Before moving on though let’s create a .gitignore
file to exclude all the files we don’t want in Git.
# Dependencies
node_modules/
# Editor temp files
.config.*.json
*.json.backup
# Credential key
.env
Editing the settings file
When you launched Node-RED it created a file called settings.js
in your project directory. This file is prepopulated with default values for the configurable options. We’re going to edit the userDir
setting first to point to our current directory.
// ...
module.exports = {
// ...
/** By default, all user data is stored in a directory called `.node-red` under
* the user's home directory. To use a different location, the following
* property can be used
*/
userDir: './',
// ...
}
We’ll continue to tweak this file in order to lock-down our Node-RED deployment. First let’s test out the change to the userDir
setting by adding an editor
npm script to our package.json
for executing Node-RED with the settings file.
{
// ...
"scripts": {
"editor": "node-red --settings=./settings.js",
},
// ...
}
Using dotenv to store the credential key
Some Node-RED nodes use passwords or other forms of credentials while executing.
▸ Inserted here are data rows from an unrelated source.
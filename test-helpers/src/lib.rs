pub mod mock;

use dashboard::{Config, ToastHandle, logs};
use payloads::session::{MemoryTokenStore, Navigator, TokenStore};
use payloads::{APIClient, ClientError};
use reqwest::StatusCode;
use secrecy::ExposeSecret;
use serde_json::{Value, json};
use std::sync::{Arc, Mutex};
use wiremock::MockServer;

pub const TEST_TOKEN: &str = "test-token";

/// Records login redirects instead of navigating.
#[derive(Default, Clone)]
pub struct RecordingNavigator {
    redirects: Arc<Mutex<Vec<String>>>,
}

impl RecordingNavigator {
    pub fn redirects(&self) -> Vec<String> {
        self.redirects
            .lock()
            .map(|redirects| redirects.clone())
            .unwrap_or_default()
    }
}

impl Navigator for RecordingNavigator {
    fn redirect(&self, path: &str) {
        if let Ok(mut redirects) = self.redirects.lock() {
            redirects.push(path.to_string());
        }
    }
}

pub struct TestApp {
    pub server: MockServer,
    pub client: Arc<APIClient>,
    pub tokens: MemoryTokenStore,
    pub navigator: RecordingNavigator,
    pub toasts: ToastHandle,
}

impl TestApp {
    /// The toast stack, as the hooks' error reporter.
    pub fn reporter(&self) -> Arc<dyn dashboard::ErrorReporter> {
        Arc::new(self.toasts.clone())
    }

    pub fn token(&self) -> Option<String> {
        self.tokens
            .token()
            .map(|token| token.expose_secret().to_string())
    }

    /// Every request the mock backend has seen so far.
    pub async fn requests(&self) -> Vec<wiremock::Request> {
        self.server.received_requests().await.unwrap_or_default()
    }

    /// Requests the mock backend has seen for one path.
    pub async fn requests_to(&self, path: &str) -> Vec<wiremock::Request> {
        self.requests()
            .await
            .into_iter()
            .filter(|request| request.url.path() == path)
            .collect()
    }
}

/// Start a mock backend and a client logged in against it.
pub async fn spawn_app() -> TestApp {
    spawn_app_with_token(Some(TEST_TOKEN)).await
}

pub async fn spawn_app_with_token(token: Option<&str>) -> TestApp {
    logs::init_logging("error");

    let server = MockServer::start().await;
    let tokens = match token {
        Some(token) => MemoryTokenStore::with_token(token),
        None => MemoryTokenStore::default(),
    };
    let navigator = RecordingNavigator::default();
    let config = Config {
        backend_url: server.uri(),
        ..Config::default()
    };
    let client = match config
        .build_client(Arc::new(tokens.clone()), Arc::new(navigator.clone()))
    {
        Ok(client) => client,
        Err(e) => panic!("failed to build the client: {e}"),
    };

    TestApp {
        server,
        client: Arc::new(client),
        tokens,
        navigator,
        toasts: ToastHandle::new(),
    }
}

/// A successful envelope around `data`.
pub fn ok_envelope(data: Value) -> Value {
    json!({ "success": true, "message": "OK", "data": data })
}

/// A rejected envelope with `message` as the reason.
pub fn failed_envelope(message: &str) -> Value {
    json!({ "success": false, "message": message, "data": null })
}

/// A list payload: `items` under `collection` plus pagination.
pub fn list_data(
    collection: &str,
    items: Vec<Value>,
    total: u64,
    total_pages: u64,
) -> Value {
    let mut data = serde_json::Map::new();
    data.insert(collection.to_string(), Value::Array(items));
    data.insert(
        "pagination".to_string(),
        json!({ "total": total, "totalPages": total_pages }),
    );
    Value::Object(data)
}

/// Assert that the result of an API action results in a specific status code.
pub fn assert_status_code<T>(
    result: Result<T, ClientError>,
    expected: StatusCode,
) {
    match result {
        Err(ClientError::APIError(code, _)) => assert_eq!(code, expected),
        Err(other) => panic!("Expected APIError, got {other:?}"),
        Ok(_) => panic!("Expected APIError, got a success"),
    };
}

/// Assert that a call failed with exactly `message`.
pub fn assert_error_message<T>(result: Result<T, ClientError>, message: &str) {
    match result {
        Err(e) => assert_eq!(e.to_string(), message),
        Ok(_) => panic!("Expected an error with message {message:?}"),
    }
}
For example, the node-red-node-email
node uses a username and password to retreive emails. These credentials get encrypted using a secret key and stored in the flows_cred.json
file. This secret key should never be posted publicly so using an environment variable is a good option for passing it into Node-RED.
The dotenv
npm package lets us create a local file named .env
with any environment variables we want to configure. Since we added it to our .gitignore
file already, the .env
file won’t get checked into Git and will stay on your local machine. First let’s add the dependency to our project.
npm install dotenv
We’re going to set an environment variable named CREDENTIAL_FILE_KEY
to be a randomly generated secret. This secret should be extremely difficult to guess so I recommend using a totally random string. The password generator from RANDOM.org is a good option for generating a secret key. For a little extra security you can generate two and concatenate them together.
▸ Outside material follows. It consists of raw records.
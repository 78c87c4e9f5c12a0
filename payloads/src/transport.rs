//! The one HTTP client every call goes through.

use crate::session::Session;
use reqwest::header::{AUTHORIZATION, HeaderMap, HeaderName, HeaderValue};
use reqwest::{Method, StatusCode};
use serde::Serialize;
use std::time::Duration;

/// Static settings applied to every request.
#[derive(Debug, Clone)]
pub struct TransportConfig {
    pub base_url: String,
    pub timeout: Duration,
    pub default_headers: Vec<(String, String)>,
}

impl TransportConfig {
    pub fn new(base_url: impl Into<String>) -> Self {
        Self {
            base_url: base_url.into(),
            timeout: Duration::from_millis(100_000),
            default_headers: vec![(
                "Content-Type".to_string(),
                "application/json".to_string(),
            )],
        }
    }
}

/// A request relative to the configured base URL.
#[derive(Debug, Clone)]
pub struct ApiRequest {
    pub method: Method,
    pub path: String,
    pub query: Vec<(String, String)>,
    pub body: Option<serde_json::Value>,
    pub headers: Vec<(String, String)>,
}

impl ApiRequest {
    pub fn new(method: Method, path: impl Into<String>) -> Self {
        Self {
            method,
            path: path.into(),
            query: Vec::new(),
            body: None,
            headers: Vec::new(),
        }
    }

    pub fn get(path: impl Into<String>) -> Self {
        Self::new(Method::GET, path)
    }

    pub fn post(path: impl Into<String>) -> Self {
        Self::new(Method::POST, path)
    }

    pub fn patch(path: impl Into<String>) -> Self {
        Self::new(Method::PATCH, path)
    }

    pub fn put(path: impl Into<String>) -> Self {
        Self::new(Method::PUT, path)
    }

    pub fn query(mut self, pairs: Vec<(String, String)>) -> Self {
        self.query = pairs;
        self
    }

    pub fn json(
        mut self,
        body: &impl Serialize,
    ) -> Result<Self, serde_json::Error> {
        self.body = Some(serde_json::to_value(body)?);
        Ok(self)
    }

    pub fn header(
        mut self,
        name: impl Into<String>,
        value: impl Into<String>,
    ) -> Self {
        self.headers.push((name.into(), value.into()));
        self
    }
}

/// A 2xx response, body not yet interpreted.
#[derive(Debug, Clone)]
pub struct RawResponse {
    pub status: StatusCode,
    pub body: String,
}

#[derive(Debug, thiserror::Error)]
pub enum TransportError {
    /// The session was rejected. The token has already been cleared and the
    /// login redirect requested.
    #[error("Your session has expired. Please log in again.")]
    Unauthorized,
    /// A non-2xx response other than 401, with the server's body.
    #[error("Request failed with status code {}", .0.as_u16())]
    Status(StatusCode, String),
    /// No response: connection failure or timeout.
    #[error("{0}")]
    Network(#[from] reqwest::Error),
    #[error("Invalid header {0}")]
    InvalidHeader(String),
}

pub struct Transport {
    inner: reqwest::Client,
    base_url: String,
    session: Session,
}

impl Transport {
    pub fn new(
        config: &TransportConfig,
        session: Session,
    ) -> Result<Self, TransportError> {
        let headers = header_map(&config.default_headers)?;
        let inner = reqwest::Client::builder()
            .timeout(config.timeout)
            .default_headers(headers)
            .build()?;
        Ok(Self {
            inner,
            base_url: config.base_url.trim_end_matches('/').to_string(),
            session,
        })
    }

    pub fn session(&self) -> &Session {
        &self.session
    }

    fn format_url(&self, path: &str) -> String {
        format!("{}/{}", self.base_url, path.trim_start_matches('/'))
    }

    pub async fn send(
        &self,
        request: ApiRequest,
    ) -> Result<RawResponse, TransportError> {
        let url = self.format_url(&request.path);
        let mut builder = self
            .inner
            .request(request.method.clone(), &url)
            .headers(header_map(&request.headers)?);
        if let Some(authorization) = self.session.authorization() {
            builder = builder.header(AUTHORIZATION, authorization);
        }
        if !request.query.is_empty() {
            builder = builder.query(&request.query);
        }
        if let Some(body) = &request.body {
            builder = builder.json(body);
        }

        tracing::debug!(method = %request.method, %url, "sending request");
        let response = match builder.send().await {
            Ok(response) => response,
            Err(e) => {
                tracing::warn!(method = %request.method, %url, "request failed: {e}");
                return Err(e.into());
            }
        };

        let status = response.status();
        // The session ends on the status alone; the body may never arrive.
        if status == StatusCode::UNAUTHORIZED {
            tracing::warn!(%url, "unauthorized, ending session");
            self.session.end();
            return Err(TransportError::Unauthorized);
        }
        let body = response.text().await?;
        if !status.is_success() {
            tracing::warn!(%url, %status, "api error: {body}");
            return Err(TransportError::Status(status, body));
        }
        tracing::debug!(%url, %status, "received response");
        Ok(RawResponse { status, body })
    }
}

fn header_map(
    headers: &[(String, String)],
) -> Result<HeaderMap, TransportError> {
    let mut map = HeaderMap::new();
    for (name, value) in headers {
        let header_name = HeaderName::from_bytes(name.as_bytes())
            .map_err(|_| TransportError::InvalidHeader(name.clone()))?;
        let header_value = HeaderValue::from_str(value)
            .map_err(|_| TransportError::InvalidHeader(name.clone()))?;
        map.insert(header_name, header_value);
    }
    Ok(map)
}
CREDENTIAL_FILE_KEY=hefTcRcG3rLbCXCKwaE9GjZR
Now we need edit the settings.js
file to use our key. You’ll need to import the dotenv
library at the top of the file and then reference the environment variable. I added an immediatly-invoked-function that throws an error if for some reason it can’t load the variable. This helps avoid a situation where Node-RED starts running with undefined
as the secret.
require('dotenv').config()
// ...
module.exports = {
// ...
credentialSecret: process.env.CREDENTIAL_FILE_KEY ?? (() => { throw new Error() })(),
// ...
}
Creating a flow
Launch your Node-RED editor with the npm command we added to the package.json
file earlier.
npm run editor
Use the editor to build a simple flow, or if you just want a copy my example you can copy contents of the the flows.json
file from the CodeREVUE.net repository then use the “Import” tool in the editor. Once you have a flow you like you can deploy and save it using the “Deploy” button in the upper right.
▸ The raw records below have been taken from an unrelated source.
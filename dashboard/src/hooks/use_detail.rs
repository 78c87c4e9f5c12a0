use payloads::{APIClient, ClientError, DetailEndpoint};
use serde::de::DeserializeOwned;
use std::fmt::Display;
use std::future::Future;
use std::sync::Arc;
use tokio::sync::watch;

use super::{FetchHook, FetchHookState};
use crate::ErrorReporter;

/// One entity looked up by id.
///
/// Without an id (or with one that prints as blank) no call is made and the
/// data stays where it was. Changing the id refetches.
pub struct DetailHook<I, T> {
    inner: FetchHook<Option<I>, Option<T>>,
}

fn has_id<I: Display>(id: &Option<I>) -> bool {
    id.as_ref().is_some_and(|id| !id.to_string().trim().is_empty())
}

pub async fn use_detail<I, T, F, Fut>(
    context: impl Into<String>,
    id: Option<I>,
    fetch_fn: F,
    reporter: Arc<dyn ErrorReporter>,
) -> DetailHook<I, T>
where
    I: Display + PartialEq + Clone + Send + Sync + 'static,
    T: Send + Sync + 'static,
    F: Fn(I) -> Fut + Send + Sync + 'static,
    Fut: Future<Output = Result<Option<T>, ClientError>> + Send + 'static,
{
    let hook = DetailHook::new(context, id, fetch_fn, reporter);
    hook.refetch().await;
    hook
}

/// Detail hook over one of the backend's detail endpoints.
pub(crate) async fn use_resource_detail<I, T>(
    client: Arc<APIClient>,
    endpoint: DetailEndpoint,
    id: Option<I>,
    reporter: Arc<dyn ErrorReporter>,
) -> DetailHook<I, T>
where
    I: Display + PartialEq + Clone + Send + Sync + 'static,
    T: DeserializeOwned + Send + Sync + 'static,
{
    use_detail(
        endpoint.path,
        id,
        move |id| {
            let client = client.clone();
            async move { client.detail(&endpoint, &id).await }
        },
        reporter,
    )
    .await
}

impl<I, T> DetailHook<I, T>
where
    I: Display + PartialEq + Clone + Send + Sync + 'static,
    T: Send + Sync + 'static,
{
    pub fn new<F, Fut>(
        context: impl Into<String>,
        id: Option<I>,
        fetch_fn: F,
        reporter: Arc<dyn ErrorReporter>,
    ) -> Self
    where
        F: Fn(I) -> Fut + Send + Sync + 'static,
        Fut: Future<Output = Result<Option<T>, ClientError>> + Send + 'static,
    {
        let fetch_fn = Arc::new(fetch_fn);
        let inner = FetchHook::new(
            context,
            id,
            has_id::<I>,
            move |id: Option<I>| {
                let fetch_fn = fetch_fn.clone();
                async move {
                    match id {
                        Some(id) => fetch_fn(id).await,
                        None => Ok(None),
                    }
                }
            },
            reporter,
        );
        Self { inner }
    }

    /// Point the hook at another entity. Returns whether the id changed.
    pub async fn set_id(&self, id: Option<I>) -> bool {
        self.inner.set_deps(id).await
    }

    pub async fn refetch(&self) {
        self.inner.refetch().await
    }

    pub fn id(&self) -> Option<I> {
        self.inner.deps()
    }

    pub fn is_loading(&self) -> bool {
        self.inner.is_loading()
    }

    pub fn error(&self) -> Option<String> {
        self.inner.error()
    }

    pub fn subscribe(&self) -> watch::Receiver<FetchHookState<Option<I>, Option<T>>> {
        self.inner.subscribe()
    }
}

impl<I, T> DetailHook<I, T>
where
    I: Display + PartialEq + Clone + Send + Sync + 'static,
    T: Clone + Send + Sync + 'static,
{
    /// The entity, or `None` until one has been loaded.
    pub fn data(&self) -> Option<T> {
        self.inner.data().into_option().flatten()
    }
}
use payloads::APIClient;
use serde_json::Value;
use std::sync::Arc;

use super::{FetchHook, MutationHook, use_fetch, use_mutation};
use crate::ErrorReporter;

/// Global app configuration as the backend stores it.
pub async fn use_app_config(
    client: Arc<APIClient>,
    reporter: Arc<dyn ErrorReporter>,
) -> FetchHook<(), Value> {
    use_fetch(
        "app config",
        (),
        |_: &()| true,
        move |_: ()| {
            let client = client.clone();
            async move { client.app_config().await }
        },
        reporter,
    )
    .await
}

/// Replace the app configuration. Refetch `use_app_config` afterwards to
/// see what the server kept.
pub fn use_update_app_config(
    client: Arc<APIClient>,
    reporter: Arc<dyn ErrorReporter>,
) -> MutationHook<Value> {
    use_mutation(
        "update app config",
        move |config: Value| {
            let client = client.clone();
            async move { client.update_app_config(&config).await }
        },
        reporter,
    )
}
mod api_client;
pub mod endpoints;
pub mod normalize;
pub mod query;
pub mod requests;
pub mod responses;
pub mod session;
pub mod transport;

pub use api_client::{APIClient, ClientError};
pub use endpoints::{DetailEndpoint, ListEndpoint};
pub use query::{DEFAULT_PAGE_SIZE, Page, Pagination, QueryOverrides, QueryParameters};
pub use responses::Envelope;

use derive_more::Display;
use serde::{Deserialize, Serialize};

/// An identifier as the backend hands it out. Most resources use numeric
/// ids, some use opaque strings; both are echoed back unchanged.
#[derive(Debug, Clone, PartialEq, Eq, Hash, Serialize, Deserialize, Display)]
#[serde(untagged)]
pub enum RawId {
    #[display("{_0}")]
    Number(i64),
    #[display("{_0}")]
    Text(String),
}

impl RawId {
    /// An empty text id is treated the same as no id at all.
    pub fn is_empty(&self) -> bool {
        matches!(self, Self::Text(text) if text.trim().is_empty())
    }
}

macro_rules! entity_id {
    ($($(#[$meta:meta])* $name:ident),* $(,)?) => {
        $(
            $(#[$meta])*
            #[derive(
                Debug, Clone, PartialEq, Eq, Hash, Serialize, Deserialize, Display,
            )]
            #[serde(transparent)]
            pub struct $name(pub RawId);

            impl $name {
                pub fn is_empty(&self) -> bool {
                    self.0.is_empty()
                }
            }

            impl From<i64> for $name {
                fn from(id: i64) -> Self {
                    Self(RawId::Number(id))
                }
            }

            impl From<&str> for $name {
                fn from(id: &str) -> Self {
                    Self(RawId::Text(id.to_string()))
                }
            }

            impl From<String> for $name {
                fn from(id: String) -> Self {
                    Self(RawId::Text(id))
                }
            }
        )*
    };
}

entity_id!(
    /// A marketplace user.
    UserId,
    /// A rental order.
    OrderId,
    /// An abuse report filed by one user against another.
    ReportId,
    /// An identity verification (verified badge) request.
    VerificationId,
);
use payloads::requests::{BlockUser, UnblockUser};
use payloads::responses::{User, UserActivity};
use payloads::{APIClient, QueryParameters, UserId, endpoints};
use std::sync::Arc;

use super::use_detail::use_resource_detail;
use super::{DetailHook, MutationHook, QueryHook, use_mutation, use_resource_list};
use crate::ErrorReporter;

/// Marketplace users, searchable by name or email.
pub async fn use_users(
    client: Arc<APIClient>,
    params: QueryParameters,
    reporter: Arc<dyn ErrorReporter>,
) -> QueryHook<User> {
    use_resource_list(client, endpoints::USERS, params, reporter).await
}

/// Activity overview of one user.
pub async fn use_user_detail(
    client: Arc<APIClient>,
    user_id: Option<UserId>,
    reporter: Arc<dyn ErrorReporter>,
) -> DetailHook<UserId, UserActivity> {
    use_resource_detail(client, endpoints::USER_ACTIVITY, user_id, reporter)
        .await
}

pub fn use_block_user(
    client: Arc<APIClient>,
    reporter: Arc<dyn ErrorReporter>,
) -> MutationHook<BlockUser> {
    use_mutation(
        "block user",
        move |details: BlockUser| {
            let client = client.clone();
            async move { client.block_user(&details).await }
        },
        reporter,
    )
}

pub fn use_unblock_user(
    client: Arc<APIClient>,
    reporter: Arc<dyn ErrorReporter>,
) -> MutationHook<UnblockUser> {
    use_mutation(
        "unblock user",
        move |details: UnblockUser| {
            let client = client.clone();
            async move { client.unblock_user(&details).await }
        },
        reporter,
    )
}
use crate::{ReportId, UserId, VerificationId};
use jiff::Timestamp;
use serde::{Deserialize, Serialize};

/// Date-range filter keys shared by every list screen.
pub const FILTER_START_DATE: &str = "startDate";
pub const FILTER_END_DATE: &str = "endDate";
pub const FILTER_STATUS: &str = "status";

#[derive(Debug, Clone, Serialize, Deserialize)]
#[serde(rename_all = "camelCase")]
pub struct BlockUser {
    pub user_id: UserId,
    pub reason: String,
}

#[derive(Debug, Clone, Serialize, Deserialize)]
#[serde(rename_all = "camelCase")]
pub struct UnblockUser {
    pub user_id: UserId,
}

#[derive(Debug, Clone, Copy, PartialEq, Eq, Serialize, Deserialize)]
#[serde(rename_all = "SCREAMING_SNAKE_CASE")]
pub enum ReportStatus {
    Pending,
    UnderReview,
    Resolved,
    Dismissed,
}

/// Move a report to a new status. Only `status` goes in the body; the
/// report id is part of the path.
#[derive(Debug, Clone, Serialize, Deserialize)]
#[serde(rename_all = "camelCase")]
pub struct ReportStatusChange {
    #[serde(skip)]
    pub report_id: Option<ReportId>,
    pub status: ReportStatus,
}

impl ReportStatusChange {
    pub fn new(report_id: ReportId, status: ReportStatus) -> Self {
        Self {
            report_id: Some(report_id),
            status,
        }
    }
}

#[derive(Debug, Clone, Copy, PartialEq, Eq, Serialize, Deserialize)]
#[serde(rename_all = "SCREAMING_SNAKE_CASE")]
pub enum BadgeStatus {
    Pending,
    Verified,
    Rejected,
}

/// Approve or reject a verified badge request.
#[derive(Debug, Clone, Serialize, Deserialize)]
#[serde(rename_all = "camelCase")]
pub struct BadgeStatusChange {
    #[serde(skip)]
    pub verification_id: Option<VerificationId>,
    pub status: BadgeStatus,
    #[serde(skip_serializing_if = "Option::is_none")]
    pub rejection_reason: Option<String>,
}

impl BadgeStatusChange {
    pub fn approve(verification_id: VerificationId) -> Self {
        Self {
            verification_id: Some(verification_id),
            status: BadgeStatus::Verified,
            rejection_reason: None,
        }
    }

    pub fn reject(
        verification_id: VerificationId,
        reason: impl Into<String>,
    ) -> Self {
        Self {
            verification_id: Some(verification_id),
            status: BadgeStatus::Rejected,
            rejection_reason: Some(reason.into()),
        }
    }
}

/// A push notification broadcast to app users. Left unscheduled it is sent
/// immediately.
#[derive(Debug, Clone, Serialize, Deserialize)]
#[serde(rename_all = "camelCase")]
pub struct CreateNotification {
    pub title: String,
    pub message: String,
    #[serde(skip_serializing_if = "Option::is_none")]
    pub schedule_for: Option<Timestamp>,
}

/// Validation result for a state-changing request, checked before it is
/// sent.
#[derive(Debug, Clone, PartialEq, Eq)]
pub enum RequestValidation {
    Valid,
    MissingTitle,
    MissingMessage,
    MissingRejectionReason,
    MissingTarget,
}

impl RequestValidation {
    pub fn is_valid(&self) -> bool {
        matches!(self, Self::Valid)
    }

    pub fn error_message(&self) -> Option<&'static str> {
        match self {
            Self::Valid => None,
            Self::MissingTitle => Some("Title is required"),
            Self::MissingMessage => Some("Message is required"),
            Self::MissingRejectionReason => {
                Some("A reason is required to reject a verification request")
            }
            Self::MissingTarget => Some("No target selected for this action"),
        }
    }
}

/// Requests that can be checked locally before hitting the network.
pub trait Validate {
    fn validate(&self) -> RequestValidation;
}

impl Validate for CreateNotification {
    fn validate(&self) -> RequestValidation {
        if self.title.trim().is_empty() {
            return RequestValidation::MissingTitle;
        }
        if self.message.trim().is_empty() {
            return RequestValidation::MissingMessage;
        }
        RequestValidation::Valid
    }
}

impl Validate for BadgeStatusChange {
    fn validate(&self) -> RequestValidation {
        match &self.verification_id {
            Some(id) if !id.is_empty() => {}
            _ => return RequestValidation::MissingTarget,
        }
        let has_reason = self
            .rejection_reason
            .as_deref()
            .is_some_and(|reason| !reason.trim().is_empty());
        if self.status == BadgeStatus::Rejected && !has_reason {
            return RequestValidation::MissingRejectionReason;
        }
        RequestValidation::Valid
    }
}

impl Validate for ReportStatusChange {
    fn validate(&self) -> RequestValidation {
        match &self.report_id {
            Some(id) if !id.is_empty() => RequestValidation::Valid,
            _ => RequestValidation::MissingTarget,
        }
    }
}

impl Validate for BlockUser {
    fn validate(&self) -> RequestValidation {
        if self.user_id.is_empty() {
            return RequestValidation::MissingTarget;
        }
        RequestValidation::Valid
    }
}

impl Validate for UnblockUser {
    fn validate(&self) -> RequestValidation {
        if self.user_id.is_empty() {
            return RequestValidation::MissingTarget;
        }
        RequestValidation::Valid
    }
}

impl Validate for serde_json::Value {
    fn validate(&self) -> RequestValidation {
        RequestValidation::Valid
    }
}
use payloads::responses::Purchase;
use payloads::{APIClient, QueryParameters, endpoints};
use std::sync::Arc;

use super::{QueryHook, use_resource_list};
use crate::ErrorReporter;

/// In-app purchases made to feature a listing.
pub async fn use_featured_products(
    client: Arc<APIClient>,
    params: QueryParameters,
    reporter: Arc<dyn ErrorReporter>,
) -> QueryHook<Purchase> {
    use_resource_list(client, endpoints::FEATURED_PRODUCTS, params, reporter)
        .await
}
This flow takes input from a /hello
HTTP request, adds a random number, and responds with a templated HTML page. If there’s a name
param in the request then it’s included in the response. Once you have the flow deployed you can test it out at http://localhost:1880/hello?name=automator
.
Commit your configuration
Clicking “Deploy” in the editor saves your flows to the flows.json
file in your project directory. Commit the updated file to Git and it’ll be safely backed-up for others to use. Be sure you don’t ever commit your .env
file with the credential key in it because that will expose any credentials you have saved!
With all your configuration in version control, you and your collaborators should be able to keep editing flows. Clone the repository, create the .env
file, and launch the editor to keep the party going.